(Dataset entries)
===============

impl SenatoScraper {
    /// Create a scraper against the production site
    pub fn new(http: HttpClient) -> Self {
        Self::with_base_url(http, BASE_URL)
    }

    /// Create a scraper against an explicit site root (tests)
    pub fn with_base_url(http: HttpClient, base_url: &str) -> Self {
        Self {
            http,
            base_url: base_url.trim_end_matches('/').to_string(),
            processed: HashSet::new(),
        }
    }

    /// Listing URL of one legislature's year
    fn legislature_listing_url(&self, legislature: &str, year: i32) -> String {
        format!(
            "{}/legislature/{}/lavori/assemblea/resoconti-elenco-cronologico?year={}",
            self.base_url, legislature, year
        )
    }

    /// Listing URL of the current legislature, which lives at the site root
    fn current_listing_url(&self, year: i32) -> String {
        format!(
            "{}/lavori/assemblea/resoconti-elenco-cronologico?year={}",
            self.base_url, year
        )
    }

    /// Listing URL candidates for one year, past-legislature form first
    fn listing_urls(&self, legislature: &str, year: i32) -> [String; 2] {
        [
            self.legislature_listing_url(legislature, year),
            self.current_listing_url(year),
        ]
    }

    /// Harvest every sitting report in `[from, to]` for one legislature
    pub async fn run(
        &mut self,
        legislature: &str,
        from: Option<NaiveDate>,
        to: Option<NaiveDate>,
        out_dir: &Path,
    ) -> Result<ScrapeStats> {
        let end = to.unwrap_or_else(|| Utc::now().date_naive());
        info!(
            legislature,
            from = %from.map(|d| d.to_string()).unwrap_or_else(|| "beginning".into()),
            to = %end,
            "starting Senate harvest"
        );

        let mut stats = ScrapeStats::default();

        match from {
            Some(from) => {
                let legislatures = self
                    .legislatures_for_range(legislature, from.year(), end.year())
                    .await?;
                if legislatures.is_empty() {
                    warn!("no legislature listing covers the requested range");
                    return Ok(stats);
                }
                for leg in &legislatures {
                    for year in from.year()..=end.year() {
                        let (year_stats, _) = self
                            .scan_year(leg, year, Some(from), Some(end), out_dir)
                            .await?;
                        stats.merge(year_stats);
                    }
                }
            }
            None => {
                // No lower bound: walk backward until the listings dry up
                let mut empty_years = 0u32;
                for year in (end.year() - MAX_BACKWARD_YEARS..=end.year()).rev() {
                    let (year_stats, found_any) = self
                        .scan_year(legislature, year, None, Some(end), out_dir)
                        .await?;
                    stats.merge(year_stats);

                    if found_any {
                        empty_years = 0;
                    } else {
                        empty_years += 1;
                        if empty_years >= MAX_CONSECUTIVE_EMPTY_YEARS {
                            debug!(year, "no more listings, stopping backward search");
                            break;
                        }
                    }
                }
            }
        }

        info!(
            downloaded = stats.downloaded,
            skipped = stats.skipped,
            errors = stats.errors,
            "Senate harvest complete"
        );
        Ok(stats)
    }

    /// Find the legislatures whose listings cover `[year_start, year_end]`.
    ///
    /// The starting legislature is tested year by year; years it does not
    /// serve are looked for under earlier legislatures, then later ones.
    async fn legislatures_for_range(
        &mut self,
        start_legislature: &str,
        year_start: i32,
        year_end: i32,
    ) -> Result<Vec<String>> {
        let start_num: i32 = start_legislature
            .parse()
            .map_err(|_| IngestError::scrape("legislature must be numeric"))?;

        let years: Vec<i32> = (year_start..=year_end).collect();
        let mut found: Vec<String> = Vec::new();
        let mut uncovered = years.clone();

        let covered_by_start = self.probe_years(start_legislature, &years).await?;
        if !covered_by_start.is_empty() {
            found.push(start_legislature.to_string());
            uncovered.retain(|y| !covered_by_start.contains(y));
        }

        // Years before the starting legislature live under earlier ones
        let mut missing_before: Vec<i32> = match covered_by_start.iter().min() {
            Some(&first_year) => uncovered.iter().copied().filter(|y| *y < first_year).collect(),
            None => uncovered.clone(),
        };
        if !missing_before.is_empty() {
            for num in ((start_num - BACKWARD_LEGISLATURE_SPAN).max(1)..start_num).rev() {
                let leg = num.to_string();
                let covered = self.probe_years(&leg, &missing_before).await?;
                if covered.is_empty() {
                    continue;
                }
                found.push(leg);
                missing_before.retain(|y| !covered.contains(y));
                uncovered.retain(|y| !covered.contains(y));
                if missing_before.is_empty() {
                    break;
                }
            }
        }

        // Whatever is still missing can only sit under later legislatures
        if !uncovered.is_empty() {
            for num in (start_num + 1)..(start_num + FORWARD_LEGISLATURE_SPAN) {
                let leg = num.to_string();
                let covered = self.probe_years(&leg, &uncovered).await?;
                if covered.is_empty() {
                    continue;
                }
                found.push(leg);
                uncovered.retain(|y| !covered.contains(y));
                if uncovered.is_empty() {
                    break;
                }
            }
            if !uncovered.is_empty() {
                warn!(years = ?uncovered, "no legislature listing covers these years");
            }
        }

        found.sort_by_key(|l| l.parse::<i32>().unwrap_or(0));
        found.dedup();
        info!(legislatures = ?found, "legislatures to process");
        Ok(found)
    }

    /// Which of `years` one legislature's own listing serves.
    ///
    /// Only the per-legislature URL counts here; the no-legislature listing
    /// answers for the current legislature whatever is probed and would
    /// credit every candidate with the current year. The current year itself
    /// is probed through it, since the sitting legislature has no archive URL
    /// yet.
    async fn probe_years(&mut self, legislature: &str, years: &[i32]) -> Result<Vec<i32>> {
        let current_year = Utc::now().date_naive().year();
        let mut covered = Vec::new();

        for &year in years {
            let url = if year == current_year {
                self.current_listing_url(year)
            } else {
                self.legislature_listing_url(legislature, year)
            };
            match self.http.get_text(&url).await {
                Ok(Some(body)) => {
                    if !parse_listing(&body, &url)?.is_empty() {
                        covered.push(year);
                    }
                }
                Ok(None) => {}
                Err(e) => warn!(legislature, year, error = %e, "listing probe failed"),
            }
            self.http.polite_delay().await;
        }

        if !covered.is_empty() {
            debug!(legislature, years = ?covered, "listing covers years");
        }
        Ok(covered)
    }

    /// Scan one year's listing; also reports whether the listing had links
    async fn scan_year(
        &mut self,
        legislature: &str,
        year: i32,
        from: Option<NaiveDate>,
        to: Option<NaiveDate>,
        out_dir: &Path,
    ) -> Result<(ScrapeStats, bool)> {
        let mut documents = Vec::new();
        for url in self.listing_urls(legislature, year) {
            match self.http.get_text(&url).await {
                Ok(Some(body)) => {
                    documents = parse_listing(&body, &url)?;
                    if !documents.is_empty() {
                        break;
                    }
                }
                Ok(None) => continue,
                Err(e) => {
                    warn!(year, error = %e, "listing fetch failed");
                    continue;
                }
            }
            self.http.polite_delay().await;
        }

        if documents.is_empty() {
            debug!(legislature, year, "no documents listed");
            return Ok((ScrapeStats::default(), false));
        }

        info!(legislature, year, count = documents.len(), "listing parsed");
        let mut stats = ScrapeStats::default();

        for doc in documents {
            if let Some(date) = doc.date {
                if from.map_or(false, |f| date < f) || to.map_or(false, |t| date > t) {
                    stats.skipped += 1;
                    continue;
                }
            }

            match self.download_document(legislature, year, &doc, out_dir).await {
                Ok(true) => stats.downloaded += 1,
                Ok(false) => stats.skipped += 1,
                Err(e) => {
                    warn!(file = %doc.filename, error = %e, "document download failed");
                    stats.errors += 1;
                }
            }

            self.http.polite_delay().await;
        }

        Ok((stats, true))
    }

    /// Download one report and write its sidecar.
    ///
    /// Returns `Ok(false)` when the file already exists locally.
    async fn download_document(
        &mut self,
        legislature: &str,
        year: i32,
        doc: &SenatoDocument,
        out_dir: &Path,
    ) -> Result<bool> {
        if self.processed.contains(&doc.url) {
            return Ok(false);
        }

        let dest = out_dir
            .join(format!("legislatura_{legislature}"))
            .join(year.to_string())
            .join(&doc.filename);

        if dest.exists() {
            debug!(file = %doc.filename, "already downloaded");
            self.processed.insert(doc.url.clone());
            return Ok(false);
        }

        info!(file = %doc.filename, "downloading report");
        self.http
            .download_to_file(&doc.url, &dest, Some("application/pdf"))
            .await?;

        let mut fields = Map::new();
        fields.insert(
            "legislatura".into(),
            Value::String(legislature.to_string()),
        );
        fields.insert("year".into(), Value::Number(year.into()));
        fields.insert("source".into(), Value::String("senato".into()));
        fields.insert(
            "document_type".into(),
            Value::String("stenographic_report".into()),
        );
        fields.insert(
            "institution".into(),
            Value::String("senato_repubblica".into()),
        );
        fields.insert("language".into(), Value::String("it".into()));
        fields.insert("source_url".into(), Value::String(doc.url.clone()));
        write_sidecar(&dest, fields, doc.date)?;

        self.processed.insert(doc.url.clone());
        Ok(true)
    }
}
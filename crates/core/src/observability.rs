//! ObservabilityProvider trait: span and metric sinks.
//!
//! Called around LLM calls and tool executions. A failing sink must never
//! abort a turn; callers log the error and continue.

use serde::{Deserialize, Serialize};
use std::collections::BTreeMap;

use crate::error::ObservabilityError;

/// Handle for an open span.
#[derive(Debug, Clone, PartialEq, Serialize, Deserialize)]
pub struct SpanHandle {
    pub id: String,
    pub name: String,
    #[serde(default)]
    pub attributes: BTreeMap<String, serde_json::Value>,
}

pub trait ObservabilityProvider: Send + Sync {
    fn start_span(
        &self,
        name: &str,
        attributes: BTreeMap<String, serde_json::Value>,
    ) -> Result<SpanHandle, ObservabilityError>;

    fn end_span(&self, span: SpanHandle, success: bool) -> Result<(), ObservabilityError>;

    fn record_metric(
        &self,
        name: &str,
        value: f64,
        unit: &str,
        tags: BTreeMap<String, String>,
    ) -> Result<(), ObservabilityError>;
}

/// Discards everything.
pub struct NoopObservability;

impl ObservabilityProvider for NoopObservability {
    fn start_span(
        &self,
        name: &str,
        attributes: BTreeMap<String, serde_json::Value>,
    ) -> Result<SpanHandle, ObservabilityError> {
        Ok(SpanHandle {
            id: String::new(),
            name: name.to_string(),
            attributes,
        })
    }

    fn end_span(&self, _span: SpanHandle, _success: bool) -> Result<(), ObservabilityError> {
        Ok(())
    }

    fn record_metric(
        &self,
        _name: &str,
        _value: f64,
        _unit: &str,
        _tags: BTreeMap<String, String>,
    ) -> Result<(), ObservabilityError> {
        Ok(())
    }
}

===============

PROMPT
An exact copy of the lines above, from the one containing "let end = to.unwrap_or_else(||" down to the one containing "empty_years = 0;" and including both, is the whole answer; retype it and nothing else.

REPLY TO THE EXERCISE
        let end = to.unwrap_or_else(|| Utc::now().date_naive());
        info!(
            legislature,
            from = %from.map(|d| d.to_string()).unwrap_or_else(|| "beginning".into()),
            to = %end,
            "starting Senate harvest"
        );

        let mut stats = ScrapeStats::default();

        match from {
            Some(from) => {
                let legislatures = self
                    .legislatures_for_range(legislature, from.year(), end.year())
                    .await?;
                if legislatures.is_empty() {
                    warn!("no legislature listing covers the requested range");
                    return Ok(stats);
                }
                for leg in &legislatures {
                    for year in from.year()..=end.year() {
                        let (year_stats, _) = self
                            .scan_year(leg, year, Some(from), Some(end), out_dir)
                            .await?;
                        stats.merge(year_stats);
                    }
                }
            }
            None => {
                // No lower bound: walk backward until the listings dry up
                let mut empty_years = 0u32;
                for year in (end.year() - MAX_BACKWARD_YEARS..=end.year()).rev() {
                    let (year_stats, found_any) = self
                        .scan_year(legislature, year, None, Some(end), out_dir)
                        .await?;
                    stats.merge(year_stats);

                    if found_any {
                        empty_years = 0;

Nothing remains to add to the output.